The tool fails to repair the corruption.  Being corrupt, when attempting to copy the data out, it generally hangs.  I can only agree with devsk who followed it closely for while and was puzzled how with these flaws it ever got into the kernel main stream

Short of using a hex driver reader or sending the 48 Gb to the devs,

is there some way of re-acquiring this data, or is it truly trashed?

On the subject, does anyone know what a sub-volume and a snapshot are in btrfs and what they are generally used for?  Reading the doc page it assumes the reader already knows but I don't know that snapshots and sub-volumes are std supply in ext3 or 4.

----------

## aCOSwt

 *idella4 wrote:*   

> 
> 
> On the subject, does anyone know what a sub-volume and a snapshot are in btrfs and what they are generally used for?  Reading the doc page it assumes the reader already knows but I don't know that snapshots and sub-volumes are std supply in ext3 or 4.

 

Well, on this subject, I think this is worth reading (if you did not already)

http://webcache.googleusercontent.com/search?q=cache:C7ZO44ZrZtIJ:https://btrfs.wiki.kernel.org/index.php/Btrfs_design&cd=1&hl=fr&ct=clnk&gl=fr&client=opera

----------

## idella4

I am currently reading https://btrfs.wiki.kernel.org/index.php/FAQ#What_is_a_snapshot.3F

which covers your ref.  I can still say at this point all this doc info explains how it is intended to work and what it can do but it has failed.

The tool that ought fix the damage, btrfsck, doesn't fix it

I am tinkering at the edges with this file system out of curiosity since it is interesting in its own right.  I've just converted a sid to btrfs which now fails on converting back because I subtracted and re-added a 1G space, just another shortcoming of the file system tools.

I still ask; is there a way to copy out the data, a way that clearly is different to the provided means.

----------

## kingfame_147

Well it is a known problem that there is now working fsck for btrfs :)

You can write an e-mail to the btrfs mailinglist and ask for help there.

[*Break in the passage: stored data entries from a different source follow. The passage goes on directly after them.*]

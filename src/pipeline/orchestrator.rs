//! Lifecycle coordination of the acquisition pipeline.
//!
//! ```text
//! Idle --start--> Running --stop signal / worker fault--> StopRequested
//!      --workers joined, queue empty--> Drained --instrument closed--> Closed
//! ```
//!
//! The orchestrator owns the [`StopSignal`]; external triggers (operator
//! interrupt, termination request) go through [`Orchestrator::stop_signal`].
//! Shutdown blocks until everything already queued has been recorded.

use super::acquirer::{Acquirer, AcquirerReport};
use super::queue::handoff;
use super::recorder::{Recorder, RecorderReport};
use super::shutdown::StopSignal;
use crate::{
    config::AcquisitionConfig,
    core::{Instrument, SweepStore},
    data::SummaryLedger,
    error::{AppResult, DaqError},
};
use std::fmt;
use std::time::Duration;
use tokio::sync::watch;
use tracing::{error, info, warn};

/// Orchestrator lifecycle states. `Closed` is terminal.
#[derive(Clone, Copy, Debug, PartialEq, Eq)]
pub enum OrchestratorState {
    /// Constructed, workers not started
    Idle,
    /// Acquirer and recorder running
    Running,
    /// Stop flag set; acquirer finishing, recorder draining
    StopRequested,
    /// Both workers joined and the queue is empty
    Drained,
    /// Instrument released; run complete
    Closed,
}

impl fmt::Display for OrchestratorState {
    fn fmt(&self, f: &mut fmt::Formatter<'_>) -> fmt::Result {
        fmt::Debug::fmt(self, f)
    }
}

/// Summary of a complete run.
#[derive(Clone, Debug, PartialEq, Eq)]
pub struct RunReport {
    /// State the orchestrator finished in
    pub final_state: OrchestratorState,
    /// Producer counters (default if the acquirer task died)
    pub acquisition: AcquirerReport,
    /// Consumer counters (default if the recorder task died)
    pub recording: RecorderReport,
    /// Sweeps left in the queue at teardown; zero unless the recorder died
    pub undrained: usize,
    /// Whether the instrument was closed without error
    pub instrument_closed: bool,
    /// Whether a worker terminated on its own while running
    pub worker_fault: bool,
}

impl RunReport {
    /// Folds teardown problems into a single error.
    ///
    /// Exit status does not depend on this; it only feeds the final log line.
    pub fn shutdown_result(&self) -> AppResult<()> {
        let mut errors = Vec::new();
        if self.worker_fault {
            errors.push(DaqError::WorkerFailed(
                "terminated before the stop request".to_string(),
            ));
        }
        if self.undrained > 0 {
            errors.push(DaqError::Persistence(format!(
                "{} queued sweeps were never recorded",
                self.undrained
            )));
        }
        if !self.instrument_closed {
            errors.push(DaqError::Instrument(
                "instrument was not closed cleanly".to_string(),
            ));
        }
        if errors.is_empty() {
            Ok(())
        } else {
            Err(DaqError::ShutdownFailed(errors))
        }
    }
}

/// Owns the pipeline lifecycle and the stop signal.
pub struct Orchestrator {
    stop: StopSignal,
    state: watch::Sender<OrchestratorState>,
    interval: Duration,
    dequeue_timeout: Duration,
}

impl Orchestrator {
    /// Creates an idle orchestrator with the configured cadence.
    pub fn new(config: &AcquisitionConfig) -> Self {
        Self::with_timing(config.interval(), config.dequeue_timeout())
    }

    /// Creates an idle orchestrator with explicit timings.
    pub fn with_timing(interval: Duration, dequeue_timeout: Duration) -> Self {
        let (state, _) = watch::channel(OrchestratorState::Idle);
        Self {
            stop: StopSignal::new(),
            state,
            interval,
            dequeue_timeout,
        }
    }

    /// Token that moves the pipeline from `Running` to `StopRequested`.
    pub fn stop_signal(&self) -> StopSignal {
        self.stop.clone()
    }

    /// Observes every state transition.
    pub fn subscribe(&self) -> watch::Receiver<OrchestratorState> {
        self.state.subscribe()
    }

    /// Current state.
    pub fn state(&self) -> OrchestratorState {
        *self.state.borrow()
    }

    fn transition(&self, next: OrchestratorState) {
        let previous = self.state.send_replace(next);
        info!(from = %previous, to = %next, "Pipeline state changed");
    }

    /// Runs the pipeline to completion.
    ///
    /// Starts the acquirer and recorder, idles until a stop is requested (or a
    /// worker dies), waits for the queue to drain, closes the instrument and
    /// returns. Never fails: teardown problems are logged and reported.
    pub async fn run(
        self,
        instrument: Box<dyn Instrument>,
        store: Box<dyn SweepStore>,
        ledger: SummaryLedger,
    ) -> RunReport {
        let (sender, receiver) = handoff();
        let acquirer = Acquirer::new(instrument, sender, self.stop.clone(), self.interval);
        let recorder = Recorder::new(
            store,
            ledger,
            receiver.clone(),
            self.stop.clone(),
            self.dequeue_timeout,
        );

        let mut acquirer_task = tokio::spawn(acquirer.run());
        let mut recorder_task = tokio::spawn(recorder.run());
        self.transition(OrchestratorState::Running);

        let mut acquirer_joined = None;
        let mut recorder_joined = None;
        tokio::select! {
            // Workers only return on their own after a stop; prefer that branch
            biased;
            () = self.stop.stopped() => info!("Stop requested, shutting down"),
            joined = &mut acquirer_task => {
                error!("Acquirer terminated while running");
                acquirer_joined = Some(joined);
            }
            joined = &mut recorder_task => {
                error!("Recorder terminated while running");
                recorder_joined = Some(joined);
            }
        }
        let worker_fault = acquirer_joined.is_some() || recorder_joined.is_some();

        self.stop.request_stop();
        self.transition(OrchestratorState::StopRequested);

        let acquirer_joined = match acquirer_joined {
            Some(joined) => joined,
            None => acquirer_task.await,
        };
        let recorder_joined = match recorder_joined {
            Some(joined) => joined,
            None => recorder_task.await,
        };

        let (instrument, acquisition) = match acquirer_joined {
            Ok((instrument, report)) => (Some(instrument), report),
            Err(e) => {
                error!(error = %e, "Acquirer task failed; instrument handle lost");
                (None, AcquirerReport::default())
            }
        };
        let recording = recorder_joined.unwrap_or_else(|e| {
            error!(error = %e, "Recorder task failed");
            RecorderReport::default()
        });

        let undrained = receiver.len();
        if undrained > 0 {
            error!(undrained, "Queue not drained; sweeps were lost");
        }
        self.transition(OrchestratorState::Drained);

        let instrument_closed = match instrument {
            Some(mut instrument) => match instrument.close().await {
                Ok(()) => true,
                Err(e) => {
                    warn!(error = %e, "Failed to close instrument");
                    false
                }
            },
            None => false,
        };

        self.stop.mark_stopped();
        self.transition(OrchestratorState::Closed);

        RunReport {
            final_state: self.state(),
            acquisition,
            recording,
            undrained,
            instrument_closed,
            worker_fault,
        }
    }
}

The devs often help ppl to get there data back when they have problems like you.

Btrfs is still alpha/beta and if you use it you should have that in mind.

----------

## idella4

 *Quote:*   

> 
> 
> Btrfs is still alpha/beta and if you use it you should have that in mind.
> 
> 

 

Always have had.  As I said the data is all replaceable.  Emailing the devs, yes could do, pretty heavy handed for non-critical data.  It appears the btrfsck they have made is restricted and as you said they as anticipating a proper one soon.

 *Quote:*   

> 
> 
>   Btrfsck
> 
> The filesystem checking utility is a crucial tool, but it can be a major bottleneck in getting systems back online after something has gone wrong. Btrfs aims to be tolerant of invalid metadata, and will avoid using metadata it determines to be incorrect. The disk format allows Btrfs to deal with most corruptions at run time, without crashing the system and without requiring offline filesystem checking. 

 

It fails.

This is an exercise that satisfies curiosity mostly so I'm hoping for a solution from the forum here if possible.  Won't cry or be surprised if it doesn't come.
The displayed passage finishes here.